Saved entries:
---
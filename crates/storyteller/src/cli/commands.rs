//! CLI command definitions.

use clap::{Parser, Subcommand, ValueEnum};
use std::path::PathBuf;

/// Storyteller - long-form drama scripts for senior YouTube channels
#[derive(Parser, Debug)]
#[command(name = "storyteller")]
#[command(
    about = "Analyse senior storytelling trends, pick a topic and generate a full script",
    long_about = None
)]
#[command(version)]
pub struct Cli {
    /// Command to execute
    #[command(subcommand)]
    pub command: Commands,

    /// Gemini API key for this invocation only (never written to disk)
    #[arg(long, global = true, env = "GEMINI_API_KEY", hide_env_values = true)]
    pub api_key: Option<String>,

    /// Configuration file to use instead of the standard locations
    #[arg(long, global = true)]
    pub config: Option<PathBuf>,

    /// Enable verbose logging
    #[arg(short, long, global = true)]
    pub verbose: bool,

    /// Emit logs as JSON
    #[arg(long, global = true)]
    pub json_logs: bool,
}

/// Available commands
#[derive(Subcommand, Debug)]
pub enum Commands {
    /// Manage the stored API key
    #[command(subcommand)]
    Key(KeyCommands),

    /// Analyse current trends on senior storytelling channels
    Analyze {
        /// Output format
        #[arg(long, default_value = "human")]
        format: OutputFormat,
    },

    /// Recommend four story topics
    Topics {
        /// Output format
        #[arg(long, default_value = "human")]
        format: OutputFormat,
    },

    /// Walk the full pipeline: analysis, topic choice, script
    Run {
        /// Topic number to generate (1-based); prompts when omitted
        #[arg(long, value_parser = clap::value_parser!(u64).range(1..))]
        topic: Option<u64>,

        /// Write the script to this file instead of stdout
        #[arg(long)]
        out: Option<PathBuf>,

        /// Script format
        #[arg(long, default_value = "text")]
        format: ExportFormat,
    },
}

/// API key subcommands
#[derive(Subcommand, Debug)]
pub enum KeyCommands {
    /// Store an API key
    Set {
        /// The Gemini API key (starts with "AIza")
        key: String,

        /// Keep the key across runs; otherwise it lasts for this invocation
        #[arg(long)]
        remember: bool,
    },

    /// Show where the active key comes from (never the key itself)
    Status,
}

/// Output format for analysis and topic listings
#[derive(ValueEnum, Clone, Copy, Debug, PartialEq, Eq)]
pub enum OutputFormat {
    /// Human-readable format
    Human,
    /// JSON format
    Json,
}

/// Script export format
#[derive(ValueEnum, Clone, Copy, Debug, PartialEq, Eq)]
pub enum ExportFormat {
    /// Labelled plain text
    Text,
    /// The script object as JSON
    Json,
}
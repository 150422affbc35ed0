//! Tests for the filesystem storage backend.

use storyteller_core::StorageScope;
use storyteller_error::StorytellerErrorKind;
use storyteller_storage::{CredentialStore, FileSystemStore, KeyValueStore, StorageErrorKind};
use tempfile::TempDir;

#[test]
fn test_creates_missing_directory() -> anyhow::Result<()> {
    let temp_dir = TempDir::new()?;
    let nested = temp_dir.path().join("config").join("storyteller");

    let store = FileSystemStore::new(&nested)?;

    assert!(nested.is_dir());
    assert_eq!(store.base_path(), nested.as_path());
    Ok(())
}

#[test]
fn test_durable_document_is_json() -> anyhow::Result<()> {
    let temp_dir = TempDir::new()?;
    let store = FileSystemStore::new(temp_dir.path())?;

    store.set(StorageScope::Durable, "GEMINI_API_KEY", "AIzaOne")?;
    store.set(StorageScope::Durable, "OTHER", "two")?;

    let raw = std::fs::read_to_string(temp_dir.path().join("credentials.json"))?;
    let document: serde_json::Value = serde_json::from_str(&raw)?;
    assert_eq!(document["GEMINI_API_KEY"], "AIzaOne");
    assert_eq!(document["OTHER"], "two");
    assert!(!temp_dir.path().join("credentials.json.tmp").exists());
    Ok(())
}

#[test]
fn test_overwrite_replaces_value() -> anyhow::Result<()> {
    let temp_dir = TempDir::new()?;
    let store = FileSystemStore::new(temp_dir.path())?;

    store.set(StorageScope::Durable, "GEMINI_API_KEY", "AIzaOld")?;
    store.set(StorageScope::Durable, "GEMINI_API_KEY", "AIzaNew")?;

    assert_eq!(
        store.get(StorageScope::Durable, "GEMINI_API_KEY")?,
        Some("AIzaNew".to_string())
    );
    Ok(())
}

#[test]
fn test_session_writes_never_touch_disk() -> anyhow::Result<()> {
    let temp_dir = TempDir::new()?;
    let store = FileSystemStore::new(temp_dir.path())?;

    store.set(StorageScope::Session, "GEMINI_API_KEY_TEMP", "AIzaSession")?;

    assert!(!temp_dir.path().join("credentials.json").exists());
    assert_eq!(
        store.get(StorageScope::Durable, "GEMINI_API_KEY_TEMP")?,
        None
    );
    Ok(())
}

#[test]
fn test_corrupt_document_is_reported() -> anyhow::Result<()> {
    let temp_dir = TempDir::new()?;
    std::fs::write(temp_dir.path().join("credentials.json"), "{not json")?;
    let store = FileSystemStore::new(temp_dir.path())?;

    let err = store
        .get(StorageScope::Durable, "GEMINI_API_KEY")
        .unwrap_err();

    match err.kind() {
        StorytellerErrorKind::Storage(storage) => {
            assert!(matches!(storage.kind, StorageErrorKind::Corrupt(_)));
        }
        other => panic!("unexpected error kind: {other:?}"),
    }
    Ok(())
}

#[test]
fn test_durable_write_replaces_corrupt_document() -> anyhow::Result<()> {
    let temp_dir = TempDir::new()?;
    std::fs::write(temp_dir.path().join("credentials.json"), "{not json")?;
    let credentials = CredentialStore::new(FileSystemStore::new(temp_dir.path())?);
    assert!(credentials.resolve().is_none());

    credentials.persist("AIzaNew", true)?;

    assert_eq!(credentials.resolve().unwrap().expose(), "AIzaNew");
    assert_eq!(
        credentials.store().get(StorageScope::Durable, "GEMINI_API_KEY")?,
        Some("AIzaNew".to_string())
    );
    Ok(())
}

#[cfg(unix)]
#[test]
fn test_durable_document_is_owner_only() -> anyhow::Result<()> {
    use std::os::unix::fs::PermissionsExt;

    let temp_dir = TempDir::new()?;
    let store = FileSystemStore::new(temp_dir.path())?;
    store.set(StorageScope::Durable, "GEMINI_API_KEY", "AIzaOne")?;

    let mode = std::fs::metadata(temp_dir.path().join("credentials.json"))?
        .permissions()
        .mode();
    assert_eq!(mode & 0o777, 0o600);
    Ok(())
}

#[cfg(unix)]
#[test]
fn test_stale_temp_file_does_not_loosen_permissions() -> anyhow::Result<()> {
    use std::os::unix::fs::PermissionsExt;

    let temp_dir = TempDir::new()?;
    let stale = temp_dir.path().join("credentials.json.tmp");
    std::fs::write(&stale, "{}")?;
    std::fs::set_permissions(&stale, std::fs::Permissions::from_mode(0o644))?;
    let store = FileSystemStore::new(temp_dir.path())?;

    store.set(StorageScope::Durable, "GEMINI_API_KEY", "AIzaOne")?;

    let mode = std::fs::metadata(temp_dir.path().join("credentials.json"))?
        .permissions()
        .mode();
    assert_eq!(mode & 0o777, 0o600);
    assert!(!stale.exists());
    Ok(())
}
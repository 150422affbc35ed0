//! Generated long-form script (stage 3).

use serde::{Deserialize, Serialize};

/// The terminal artifact of the pipeline.
#[derive(Debug, Clone, PartialEq, Eq, Serialize, Deserialize)]
#[serde(rename_all = "camelCase")]
pub struct GeneratedScript {
    /// Thumbnail-ready title
    pub title: String,
    /// One-line summary
    pub logline: String,
    /// Character sheet
    pub characters: String,
    /// Why this script should land with the audience
    pub analysis_note: String,
    /// The full narration script (several thousand characters)
    pub full_script: String,
}

impl GeneratedScript {
    /// Render the plain-text export handed to readers and download targets.
    ///
    /// # Examples
    ///
    /// ```
    /// use storyteller_core::GeneratedScript;
    ///
    /// let script = GeneratedScript {
    ///     title: "마지막 편지".to_string(),
    ///     logline: "요약".to_string(),
    ///     characters: "김순자".to_string(),
    ///     analysis_note: "분석".to_string(),
    ///     full_script: "본문".to_string(),
    /// };
    /// let text = script.to_plain_text();
    /// assert!(text.starts_with("제목: 마지막 편지"));
    /// assert!(text.ends_with("본문\n"));
    /// ```
    pub fn to_plain_text(&self) -> String {
        format!(
            "제목: {}\n\n한 줄 요약: {}\n\n[등장인물]\n{}\n\n[흥행 전략 분석]\n{}\n\n[대본]\n{}\n",
            self.title.trim(),
            self.logline.trim(),
            self.characters.trim(),
            self.analysis_note.trim(),
            self.full_script.trim(),
        )
    }

    /// Character count of the script body.
    pub fn script_length(&self) -> usize {
        self.full_script.chars().count()
    }
}
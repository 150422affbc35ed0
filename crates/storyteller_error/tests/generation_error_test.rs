use storyteller_error::{
    GeminiError, GeminiErrorKind, GenerationError, GenerationErrorKind, SessionError,
    SessionErrorKind, StorytellerError, StorytellerErrorKind,
};

#[test]
fn test_gemini_http_error_becomes_transport_failure() {
    let gemini = GeminiError::new(GeminiErrorKind::HttpError {
        status_code: 503,
        message: "The model is overloaded.".to_string(),
    });

    let err: GenerationError = gemini.into();

    assert_eq!(
        err.kind(),
        &GenerationErrorKind::TransportFailure {
            status_code: Some(503),
            message: "The model is overloaded.".to_string(),
        }
    );
    assert!(!err.kind().is_auth_failure());
}

#[test]
fn test_network_error_has_no_status() {
    let gemini = GeminiError::new(GeminiErrorKind::ApiRequest("connection reset".to_string()));

    let err: GenerationError = gemini.into();

    match err.kind() {
        GenerationErrorKind::TransportFailure {
            status_code,
            message,
        } => {
            assert_eq!(*status_code, None);
            assert!(message.contains("connection reset"));
        }
        other => panic!("unexpected kind: {other:?}"),
    }
}

#[test]
fn test_invalid_key_reported_as_bad_request_is_auth_failure() {
    let kind = GenerationErrorKind::TransportFailure {
        status_code: Some(400),
        message: "API key not valid. Please pass a valid API key.".to_string(),
    };
    assert!(kind.is_auth_failure());

    let unrelated = GenerationErrorKind::TransportFailure {
        status_code: Some(400),
        message: "Invalid JSON payload received.".to_string(),
    };
    assert!(!unrelated.is_auth_failure());
}

#[test]
fn test_parse_failures_are_not_auth_failures() {
    assert!(!GenerationErrorKind::MalformedResponse("eof".to_string()).is_auth_failure());
    assert!(!GenerationErrorKind::EmptyResponse.is_auth_failure());
}

#[test]
fn test_generation_error_wraps_into_top_level() {
    let err: StorytellerError = GenerationError::new(GenerationErrorKind::MissingCredential).into();

    assert!(matches!(
        err.kind(),
        StorytellerErrorKind::Generation(inner)
            if inner.kind == GenerationErrorKind::MissingCredential
    ));
    assert!(err.to_string().contains("No API key"));
}

#[test]
fn test_session_error_wraps_into_top_level() {
    let err: StorytellerError = SessionError::new(SessionErrorKind::WrongStep {
        operation: "select a topic",
        step: "dashboard".to_string(),
    })
    .into();

    assert!(matches!(err.kind(), StorytellerErrorKind::Session(_)));
    assert!(
        err.to_string()
            .contains("Cannot select a topic while in the dashboard step")
    );
}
---
▶ **Problem to work on**
Of the lines above, copy each one that contains the word "pipeline".

▶ **Answer area**
    /// Walk the full pipeline: analysis, topic choice, script
/// The terminal artifact of the pipeline.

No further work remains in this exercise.